La tassa sulle merendine è un falso problema

Dilemma sulle merendine: tassa o non tassa? Non è questo il punto. Il punto è mangiarle o non mangiarle 

La tassa sulle merendine è una scelta politica, così come è politico il desiderio di utilizzare i soldi che ne derivano per pagare l’aumento di stipendio agli insegnanti. In linea di principio questo meccanismo potrebbe funzionare, ma la trasformazione di un consumo in un puro atto economico rischia di far perdere di vista i danni che le merendine e la cattiva alimentazione fanno alla salute. 

La tassa sulle merendine funziona o non funziona?

La Sugar Tax, sul breve periodo, ha ottimi motivi di esistere. In Francia e nel Regno Unito, dove è stata introdotta da pochi anni, sta funzionando bene. Ha aumentato la consapevolezza dei consumatori e ha spinto i produttori di bevande e snack a ridurre sensibilmente il contenuto di zucchero. 

La Danimarca invece, che ha introdotto la tassa 80 anni fa, sta sperimentando i limiti di questa scelta. All’inizio funzionava, ma dopo un po’ ha perso di significato, fino a essere abrogata totalmente nel 2014. Il motivo? I consumatori non hanno smesso di comprare bevande e merendine, semplicemente si sono spinti fino in Svezia e Germania per portare a casa gli stessi prodotti a prezzo ridotto. Con un danno, per di più, all’economia locale. 

Siamo sovrappeso

Intanto una fotografia degli italiani. Nel 2018 si è calcolato che il 47.5% della popolazione – una persona su due – pesa più di quello che dovrebbe. Il 31.6% è in sovrappeso e il 10.9% è obeso. 

A essere grassottelli si comincia presto: dai 6 ai 9 anni. Gli stili di vita sedentari hanno la loro influenza, ma quello che non funziona sembrano essere soprattutto le abitudini alimentari, con buona pace di chi pensa che in Italia si mangi molto bene.

“Il 36,3% dei bambini consuma quotidianamente bevande zuccherate – spiega Felicina Biorci, biologa nutrizionista e docente presso la Facoltà di Scienze Motorie dell’Università di Torino -. Più di un bambino su tre consuma una colazione e uno spuntino a metà mattina non adeguati. Il sano va poco di moda, con il 20% dei bambini che non mangiano frutta o verdura neanche una volta al giorno”.

Due conti sugli zuccheri

L’Organizzazione Mondiale della Sanità consiglia che i bambini non superino i 20 grammi di zucchero al giorno. “La quota presente nelle merendine varia dai 6 ai 12 grammi per ogni singolo pezzo – continua Felicina Biorci -. Il quantitativo massimo di zuccheri si supera immediatamente consumando anche solo una bibita o un succo di frutta: 33 cl ne contengono in media 35 grammi”. Bibita e merendina, insieme, sono un’accoppiata decisamente minacciosa.

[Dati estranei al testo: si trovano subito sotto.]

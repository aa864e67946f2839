// Copyright (c) 2026 Bountyy Oy. All rights reserved.

use criterion::{black_box, criterion_group, criterion_main, Criterion};
use nuotta::network::{CapturedEntry, Redactor, ResponseInfo, TransportKind};
use nuotta::users::{dispatch, UserRegistry};
use serde_json::json;

fn redaction_benchmark(c: &mut Criterion) {
    let redactor = Redactor::default();
    let body = "token=xoxc-1234567890-abcdef&channel=C01&ts=1700000000.0001&\
                cookie_hint=xoxd-AbCd%2FeFgH&_x_reason=conversations-view"
        .repeat(20);
    let headers = vec![
        ("Authorization", "Bearer xoxp-1-2-3"),
        ("Content-Type", "application/x-www-form-urlencoded"),
        ("Cookie", "d=xoxd-secret"),
        ("X-Slack-Client-Request-Id", "abc"),
    ];

    c.bench_function("sanitize_body_text", |b| {
        b.iter(|| black_box(redactor.sanitize_body_text(black_box(&body))))
    });

    c.bench_function("sanitize_headers", |b| {
        b.iter(|| black_box(redactor.sanitize_headers(headers.iter().copied())))
    });
}

fn dispatch_benchmark(c: &mut Criterion) {
    let items: Vec<_> = (0..100)
        .map(|n| {
            json!({
                "id": format!("U{:04}", n),
                "name": format!("user{}", n),
                "profile": {
                    "display_name": format!("User {}", n),
                    "real_name": format!("User Number {}", n),
                    "email": format!("user{}@example.com", n),
                    "image_72": "https://avatars.example.com/72.png"
                }
            })
        })
        .collect();
    let body = json!({ "ok": true, "items": items });
    let entry = CapturedEntry::new(
        TransportKind::Xhr,
        "POST",
        "https://app.slack.com/api/search.modules.people",
    )
    .with_response(ResponseInfo::new(200).with_body(body.to_string(), Some(body)));

    c.bench_function("dispatch_people_search_100", |b| {
        b.iter(|| {
            let mut registry = UserRegistry::new();
            black_box(dispatch(black_box(&entry), &mut registry))
        })
    });

    let mut warm = UserRegistry::new();
    dispatch(&entry, &mut warm);
    c.bench_function("dispatch_people_search_100_merge", |b| {
        b.iter(|| black_box(dispatch(black_box(&entry), &mut warm)))
    });
}

criterion_group!(benches, redaction_benchmark, dispatch_benchmark);
criterion_main!(benches);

Le merendine non sono sane

Oltre agli zuccheri, le merendine contengono grassi di tipo industriale, troppo sale e troppi conservanti che le mantengono fresche a lungo. Tra i cibi industriali sono nella top ten di quelli da evitare. Peggio ancora per le bevande gassate e i danni sul sovrappeso infantile sono importanti.

“Tuttavia togliere merendine e bevande per passare al fai-da-te non sempre è la soluzione ideale. Se sostituiamo gli snack pronti con tranci di pizza o panini imbottiti di salumi non miglioriamo l’alimentazione dei bambini”. 

Dunque niente merendine e neanche pizzette. “Il nostro organismo non ha bisogno di così tante calorie e così tanti zuccheri. Dobbiamo rassegnarci alla consapevolezza che siamo efficienti e che abbiamo bisogno di meno cibo di quanto ci piacerebbe. Non serve supernutrire i bambini per stare a scuola, né supernutrire noi adulti per lavori spesso sedentari. Il cervello non consuma così tanto, altrimenti le diete non esisterebbero e basterebbe leggere e studiare per dimagrire”. 

La realtà è che abbiamo bisogno di cibi sani e semplici. “E quindi, a metà mattina e al pomeriggio, la merenda deve essere a base di frutta fresca, pomodorini, carote crude, mandorle, olive. E acqua”. Il resto?  “Il resto è in più”.